### What you are asked to do
What lines below mention the word "RenderFailed"? Copy each one.

### Records provided
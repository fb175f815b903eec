pub mod app_state;
pub mod config;
pub mod error;
pub mod handlers;
pub mod middleware;
pub mod models;
pub mod router;
pub mod services;
pub mod startup;

pub use app_state::AppState;
pub use config::Config;
pub use error::ApiError;
use axum::{
    Json,
    http::StatusCode,
    response::{IntoResponse, Response},
};
use serde::Serialize;
use thiserror::Error;
use tracing::{error, warn};
use uuid::Uuid;

pub type Result<T> = std::result::Result<T, ApiError>;

/// Error codes for categorizing errors
#[derive(Debug, Clone, Copy, Serialize, PartialEq)]
pub enum ErrorCode {
    #[serde(rename = "AUTH_1001")]
    InvalidCredentials,

    #[serde(rename = "VAL_3001")]
    InvalidInput,
    #[serde(rename = "VAL_3003")]
    InvalidFormat,
    #[serde(rename = "VAL_3009")]
    UnsupportedMediaType,

    #[serde(rename = "INT_9999")]
    InternalServerError,
    #[serde(rename = "INT_9996")]
    RenderFailed,
}

impl ErrorCode {
    /// Get numeric code
    pub fn code(&self) -> u16 {
        match self {
            ErrorCode::InvalidCredentials => 1001,
            ErrorCode::InvalidInput => 3001,
            ErrorCode::InvalidFormat => 3003,
            ErrorCode::UnsupportedMediaType => 3009,
            ErrorCode::InternalServerError => 9999,
            ErrorCode::RenderFailed => 9996,
        }
    }

    /// Get user-facing message. Never carries request-specific detail.
    pub fn message(&self) -> &'static str {
        match self {
            ErrorCode::InvalidCredentials => "Invalid credentials",
            ErrorCode::InvalidInput => "Invalid input provided",
            ErrorCode::InvalidFormat => "Invalid JSON format in request body",
            ErrorCode::UnsupportedMediaType => "Content-Type must be application/json",
            ErrorCode::InternalServerError => "An internal server error occurred",
            ErrorCode::RenderFailed => "Failed to build notification message",
        }
    }
}

/// Structured error response
#[derive(Debug, Serialize)]
pub struct ErrorResponse {
    pub error: ErrorDetail,
    pub request_id: String,
    pub timestamp: String,
}

#[derive(Debug, Serialize)]
pub struct ErrorDetail {
    pub code: ErrorCode,
    pub code_number: u16,
    pub message: String,
}

/// Terminal rejection of a relay request.
///
/// The string payloads are for server-side logs only; the response body is
/// built from [`ErrorCode::message`].
#[derive(Debug, Error)]
pub enum ApiError {
    #[error("Unauthorized")]
    Unauthorized,

    #[error("Validation error: {0}")]
    Validation(String),

    #[error("Malformed JSON body: {0}")]
    MalformedJson(#[from] serde_json::Error),

    #[error("Unsupported content type: {0}")]
    UnsupportedMediaType(String),

    #[error("Render error: {0}")]
    Render(String),

    #[error("Internal server error: {0}")]
    Internal(String),
}

impl ApiError {
    /// Get error code
    pub fn error_code(&self) -> ErrorCode {
        match self {
            ApiError::Unauthorized => ErrorCode::InvalidCredentials,
            ApiError::Validation(_) => ErrorCode::InvalidInput,
            ApiError::MalformedJson(_) => ErrorCode::InvalidFormat,
            ApiError::UnsupportedMediaType(_) => ErrorCode::UnsupportedMediaType,
            ApiError::Render(_) => ErrorCode::RenderFailed,
            ApiError::Internal(_) => ErrorCode::InternalServerError,
        }
    }

    /// Get status code
    pub fn status_code(&self) -> StatusCode {
        match self {
            ApiError::Unauthorized => StatusCode::UNAUTHORIZED,
            ApiError::Validation(_) | ApiError::MalformedJson(_) => StatusCode::BAD_REQUEST,
            ApiError::UnsupportedMediaType(_) => StatusCode::UNSUPPORTED_MEDIA_TYPE,
            ApiError::Render(_) | ApiError::Internal(_) => StatusCode::INTERNAL_SERVER_ERROR,
        }
    }

    /// Log error with appropriate level
    fn log_error(&self, request_id: &str) {
        match self.status_code() {
            status if status.is_server_error() => {
                error!(
                    request_id = %request_id,
                    error = %self,
                    "Server error occurred"
                );
            }
            status if status.is_client_error() => {
                warn!(
                    request_id = %request_id,
                    error = %self,
                    "Client error occurred"
                );
            }
            _ => {}
        }
    }
}

impl IntoResponse for ApiError {
    fn into_response(self) -> Response {
        let request_id = Uuid::new_v4().to_string();
        let status = self.status_code();
        let code = self.error_code();

        self.log_error(&request_id);

        let error_response = ErrorResponse {
            error: ErrorDetail {
                code,
                code_number: code.code(),
                message: code.message().to_string(),
            },
            request_id,
            timestamp: chrono::Utc::now().to_rfc3339(),
        };

        (status, Json(error_response)).into_response()
    }
}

### Response area
    RenderFailed,
            ErrorCode::RenderFailed => 9996,
            ErrorCode::RenderFailed => "Failed to build notification message",
            ApiError::Render(_) => ErrorCode::RenderFailed,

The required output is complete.